/feeds2mail

feeds2mail is a tool to email new articles appearing on web in the form of rss feeds, collections of rss feeds, youtube etc. Its basic idea is inspired by rss2email with a lot of flexibility in terms of specifying sources of articles

Primary LanguagePythonBSD 2-Clause "Simplified" LicenseBSD-2-Clause

feeds2mail

Most people seem to have forgotten about email, unfortunately. It still is a great PIM (personal information management) tool.

email is a nice way to keep track of your reading queues, whether daily newspapers or monthly magazines or yearly journals or your favorite news channels or youtube feeds etc. With email you get a familiar interface, ability to (auto) classify contents into different folders as per your own taste and priorities, share them with someone, thread them, keep status as read or unread, trim your reading queue by deleting unwanted or read articles etc.

If you are like me and use a text based client like mutt, even nicer if you use procmail to classify your email (you can, of course, use 'filters' facility of your mail provider also) above conveniences are all the more empowering. But it will be a digression to get into the details of that.

feeds2mail (f2m for short) is inspired by rss2email, but with a more generalized notion of feeds, that includes RSS but adds more to it.

If you use email classification wisely, f2m can become a highly customizable feed aggregator, with highly organized contents. For example, different feeds for the same topic (say, feed for your city in different newspapers) can be brought together into one email folder. For this, there is a builtin support for generating + suffix in the email address to which the articles are mailed, which makes it easy to classify emails for procmail or any other filters.

Following are the feed types supprted by f2m. More detailed usage description of each type follows in later subsections.

rss

Basic good old RSS feed is supported by f2m

metarss

Most publishers have a page called 'RSS Feeds' on which they list several of their feeds dedicated to different topics. metarss feed type in f2m is like a feed of feeds, where you specify the URL of feeds page and regular expressions to pick individual feeds by their topics.

A very handy feature you get with this is, the state of the feed is tracked at the metarss level. It helps eliminate duplicate items from various feeds, or items that appear today in one feed and tomorrow in another.

youtube (channels and playlists)

youtube itself provides an rss interface to its channels and playlists. In f2m by merely specifying the channel or playlist id, the feed can be activated.

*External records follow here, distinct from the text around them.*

impl<T> ListView<T> {
    /// Create an empty list with no render function
    pub fn new(scene: &mut dyn SceneGraph, options: ListViewOptions) -> Self {
        let mut options = options.sanitized();
        options.scroll.direction = Some(options.scroll_direction());

        let scroll = ScrollView::new(scene, options.scroll.clone());
        let items_container = scene.create_group();
        scene.add_child(scroll.content_container(), items_container);

        let mut list = Self {
            scroll,
            taps: TapTracker::new(options.tap_threshold),
            options,
            items: Vec::new(),
            render_item: None,
            on_item_click: None,
            on_item_hover: None,
            items_container,
            rendered: FxHashMap::default(),
            hovered: None,
        };
        list.render_list(scene);
        list
    }

    /// Create a list with items and a render function, laid out immediately
    pub fn with_items<F>(
        scene: &mut dyn SceneGraph,
        options: ListViewOptions,
        items: Vec<T>,
        render_item: F,
    ) -> Self
    where
        F: Fn(&T, usize, &mut dyn SceneGraph) -> NodeId + 'static,
    {
        let mut list = Self::new(scene, options);
        list.items = items;
        list.render_item = Some(Box::new(render_item));
        list.render_list(scene);
        list
    }

    // =========================================================================
    // Items
    // =========================================================================

    pub fn items(&self) -> &[T] {
        &self.items
    }

    pub fn item(&self, index: usize) -> Option<&T> {
        self.items.get(index)
    }

    pub fn item_count(&self) -> usize {
        self.items.len()
    }

    pub fn set_items(&mut self, scene: &mut dyn SceneGraph, items: Vec<T>) {
        self.items = items;
        self.render_list(scene);
    }

    pub fn add_item(&mut self, scene: &mut dyn SceneGraph, item: T) {
        self.items.push(item);
        self.render_list(scene);
    }

    pub fn remove_item(&mut self, scene: &mut dyn SceneGraph, index: usize) -> Result<T> {
        self.check_index(index)?;
        let removed = self.items.remove(index);
        self.render_list(scene);
        Ok(removed)
    }

    /// Replace an item, returning the previous one
    pub fn update_item(&mut self, scene: &mut dyn SceneGraph, index: usize, item: T) -> Result<T> {
        self.check_index(index)?;
        let previous = std::mem::replace(&mut self.items[index], item);
        self.render_list(scene);
        Ok(previous)
    }

    fn check_index(&self, index: usize) -> Result<()> {
        if index < self.items.len() {
            Ok(())
        } else {
            Err(WidgetError::IndexOutOfRange {
                index,
                len: self.items.len(),
            })
        }
    }

    // =========================================================================
    // Configuration
    // =========================================================================

    pub fn list_options(&self) -> &ListViewOptions {
        &self.options
    }

    pub fn set_render_item<F>(&mut self, scene: &mut dyn SceneGraph, render_item: F)
    where
        F: Fn(&T, usize, &mut dyn SceneGraph) -> NodeId + 'static,
    {
        self.render_item = Some(Box::new(render_item));
        self.render_list(scene);
    }

    pub fn set_item_height(&mut self, scene: &mut dyn SceneGraph, height: f32) {
        self.options.item_height = height;
        self.options = self.options.clone().sanitized();
        self.render_list(scene);
    }

    pub fn set_item_spacing(&mut self, scene: &mut dyn SceneGraph, spacing: f32) {
        self.options.item_spacing = spacing;
        self.options = self.options.clone().sanitized();
        self.render_list(scene);
    }

    pub fn set_horizontal(&mut self, scene: &mut dyn SceneGraph, horizontal: bool) {
        self.options.horizontal = horizontal;
        let direction = if horizontal {
            ScrollDirection::Horizontal
        } else {
            ScrollDirection::Vertical
        };
        self.options.scroll.direction = Some(direction);
        self.scroll.set_direction(scene, direction);
        self.render_list(scene);
    }

    pub fn is_horizontal(&self) -> bool {
        self.options.horizontal
    }

    pub fn set_item_align(&mut self, scene: &mut dyn SceneGraph, align: ItemAlign) {
        self.options.item_align = align;
        self.render_list(scene);
    }

    pub fn item_align(&self) -> ItemAlign {
        self.options.item_align
    }

    /// Register the click callback
    ///
    /// Clicks fire on a clean tap: press and release on the same item with
    /// little travel in between.
    pub fn on_item_click<F>(&mut self, callback: F)
    where
        F: FnMut(&T, usize) + 'static,
    {
        self.on_item_click = Some(Box::new(callback));
    }

    /// Register the hover callback, fired once each time the mouse enters an
    /// item
    pub fn on_item_hover<F>(&mut self, callback: F)
    where
        F: FnMut(&T, usize) + 'static,
    {
        self.on_item_hover = Some(Box::new(callback));
    }

    // =========================================================================
    // Layout
    // =========================================================================

    /// Re-run layout over the current items
    pub fn do_layout(&mut self, scene: &mut dyn SceneGraph) {
        self.render_list(scene);
    }

    /// Resize the viewport and re-lay out
    pub fn resize(&mut self, scene: &mut dyn SceneGraph, size: Size) {
        self.scroll.resize(scene, size);
        self.render_list(scene);
    }

    pub fn items_container(&self) -> NodeId {
        self.items_container
    }

    pub fn item_node(&self, index: usize) -> Option<NodeId> {
        self.rendered.get(&index).map(|item| item.node)
    }

    /// Slot an item was placed in, relative to the items container
    pub fn item_slot(&self, index: usize) -> Option<ItemPlacement> {
        self.rendered.get(&index).map(|item| item.slot)
    }

    /// Rendered items in index order
    pub fn placements(&self) -> Vec<(usize, RenderedItem)> {
        let mut placements: Vec<_> = self
            .rendered
            .iter()
            .map(|(&index, &item)| (index, item))
            .collect();
        placements.sort_by_key(|(index, _)| *index);
        placements
    }

    fn layout_params(&self) -> LayoutParams {
        LayoutParams {
            horizontal: self.options.horizontal,
            spacing: self.options.item_spacing,
            align: self.options.item_align,
            fallback_extent: self.options.item_height,
            viewport: self.scroll.viewport_size(),
        }
    }

    fn clear_rendered(&mut self, scene: &mut dyn SceneGraph) {
        scene.destroy_children(self.items_container);
        self.rendered.clear();
        self.taps.clear();
        if self.hovered.take().is_some() && self.on_item_click.is_some() {
            scene.set_cursor(Cursor::Default);
        }
    }

    fn render_list(&mut self, scene: &mut dyn SceneGraph) {
        self.clear_rendered(scene);
        let params = self.layout_params();

        let nodes: Vec<NodeId> = match self.render_item.as_ref() {
            Some(render) => self
                .items
                .iter()
                .enumerate()
                .map(|(index, item)| render(item, index, scene))
                .collect(),
            None => Vec::new(),
        };
        let sizes: Vec<Size> = nodes.iter().map(|&node| scene.size(node)).collect();
        let layout = layout::compute(&sizes, &params);

        for (index, (&node, slot)) in nodes.iter().zip(&layout.placements).enumerate() {
            if params.align == ItemAlign::Stretch {
                scene.set_size(node, slot.size);
            }
            // Nodes drawn around an offset origin keep their visual box in
            // the slot
            let offset = scene.offset(node);
            let position = if offset.x > 0.0 || offset.y > 0.0 {
                slot.origin + offset
            } else {
                slot.origin
            };
            scene.set_position(node, position);
            scene.add_child(self.items_container, node);
            self.rendered.insert(index, RenderedItem { node, slot: *slot });
        }

        let content = layout.content_size(&params);
        self.scroll
            .set_content_size(scene, content.width, content.height);

        if self.options.auto_height && !self.options.horizontal && !nodes.is_empty() {
            let viewport = self.scroll.viewport_size();
            let height = layout.primary_extent.min(self.options.auto_height_cap);
            if height != viewport.height {
                self.scroll.resize(scene, Size::new(viewport.width, height));
            }
        }

        scene.request_redraw();
        debug!(
            "list laid out {} items, content {:?}",
            nodes.len(),
            content
        );
    }

    // =========================================================================
    // Navigation
    // =========================================================================

    /// Scroll so an item's leading edge sits at the viewport's leading edge
    ///
    /// The target is clamped like any other scroll. Animated scrolling
    /// advances in [`ScrollView::tick`].
    pub fn scroll_to_item(
        &mut self,
        scene: &mut dyn SceneGraph,
        index: usize,
        animated: bool,
    ) -> Result<()> {
        self.check_index(index)?;
        let Some(item) = self.rendered.get(&index) else {
            return Ok(());
        };
        let item_origin = scene.absolute_origin(item.node);
        let content_origin = scene.absolute_origin(self.scroll.content_container());
        let relative = item_origin - content_origin;

        let current = self.scroll.scroll_position();
        let (x, y) = if self.options.horizontal {
            (relative.x, current.y)
        } else {
            (current.x, relative.y)
        };

        if animated {
            self.scroll.animate_scroll_to(
                x,
                y,
                self.options.scroll_to_item_duration_ms,
                self.options.scroll_to_item_steps,
            );
        } else {
            self.scroll.scroll_to(scene, x, y);
        }
        Ok(())
    }

    // =========================================================================
    // Input
    // =========================================================================

    /// Route an input event through item interaction and then scrolling
    pub fn handle_event(&mut self, scene: &mut dyn SceneGraph, event: &mut Event) -> bool {
        if self.scroll.is_destroyed() || !self.scroll.options().listening {
            return false;
        }
        let kind = if event.is_touch() {
            PointerKind::Touch
        } else {
            PointerKind::Mouse
        };

        match event.event_type {
            event_types::POINTER_DOWN | event_types::TOUCH_START => {
                if self.on_item_click.is_some() {
                    if let Some(point) = event.position() {
                        if let Some(index) = self.item_at(scene, point) {
                            self.taps.press(kind, index, point);
                        }
                    }
                }
            }
            event_types::POINTER_UP | event_types::TOUCH_END => {
                if let Some(point) = release_point(event) {
                    self.release_tap(scene, kind, point, event);
                }
            }
            event_types::TOUCH_CANCEL => self.taps.cancel(PointerKind::Touch),
            event_types::POINTER_MOVE | event_types::POINTER_ENTER => {
                if let Some(point) = event.position() {
                    let index = self.item_at(scene, point);
                    self.set_hovered(scene, index);
                }
            }
            event_types::POINTER_LEAVE => {
                self.taps.cancel(PointerKind::Mouse);
                self.set_hovered(scene, None);
            }
            event_types::RESIZE => {
                if let EventData::Resize { width, height } = event.data {
                    self.resize(scene, Size::new(width, height));
                    return true;
                }
            }
            _ => {}
        }

        self.scroll.handle_event(scene, event)
    }

    /// Topmost rendered item under a point, only inside the viewport
    fn item_at(&self, scene: &dyn SceneGraph, point: Point) -> Option<usize> {
        if !scene.absolute_rect(self.scroll.root()).contains(point) {
            return None;
        }
        (0..self.items.len()).rev().find(|index| {
            self.rendered
                .get(index)
                .is_some_and(|item| scene.client_rect(item.node).contains(point))
        })
    }

    fn release_tap(
        &mut self,
        scene: &mut dyn SceneGraph,
        kind: PointerKind,
        point: Point,
        event: &mut Event,
    ) {
        let Some(index) = self.taps.release(kind, point) else {
            return;
        };
        let Some(item) = self.rendered.get(&index) else {
            return;
        };
        let bounds = scene.client_rect(item.node).outset(self.options.tap_buffer);
        if !bounds.contains(point) {
            return;
        }
        let (Some(callback), Some(value)) = (self.on_item_click.as_mut(), self.items.get(index))
        else {
            return;
        };
        event.prevent_default();
        trace!("item {} tapped", index);
        callback(value, index);
    }

    fn set_hovered(&mut self, scene: &mut dyn SceneGraph, index: Option<usize>) {
        if self.hovered == index {
            return;
        }
        let clickable = self.on_item_click.is_some();
        if self.hovered.is_some() && clickable {
            scene.set_cursor(Cursor::Default);
        }
        self.hovered = index;

        let Some(index) = index else {
            return;
        };
        if clickable {
            scene.set_cursor(Cursor::Pointer);
        }
        if let (Some(callback), Some(value)) = (self.on_item_hover.as_mut(), self.items.get(index)) {
            callback(value, index);
        }
    }

    /// Remove the list and all its items from the scene
    pub fn destroy(&mut self, scene: &mut dyn SceneGraph) {
        self.rendered.clear();
        self.taps.clear();
        self.hovered = None;
        self.scroll.destroy(scene);
    }
}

Better organized publishers create specific channels or playlists for their popular shows. Sometimes they aren't easy to find. Do use the FILTERS widget on youtube search and restrict your search to channels or playlists (in two separate search queries). If you are lucky you might get a precise channel or playlist for the contents you want to track.

But if you do not find one. You can subscribe to the default channel of the publisher, which will typically have all the content it ever publishes - only a small fraction of which you are interested in. You can achieve the filtering by specifying txtregex property to filter a busy feed to retain only the articles of your interest. (All properties are described in the later sections below.)

The youtube feed items carry the video duration in the subject line (using yt-dlp package) of the email. This may help in deciding whether to view the item now or at leisure later.

Since youtube access mandated a login, for the duration functionality to work you must have logged in your default profile. We use 'cookiesfrombrowser' option to extract the duration information.

url

This feed type is to select items from an arbitrary URL use regular expression on its URL and/or hypertext using properties urlregex and txtregex respectively.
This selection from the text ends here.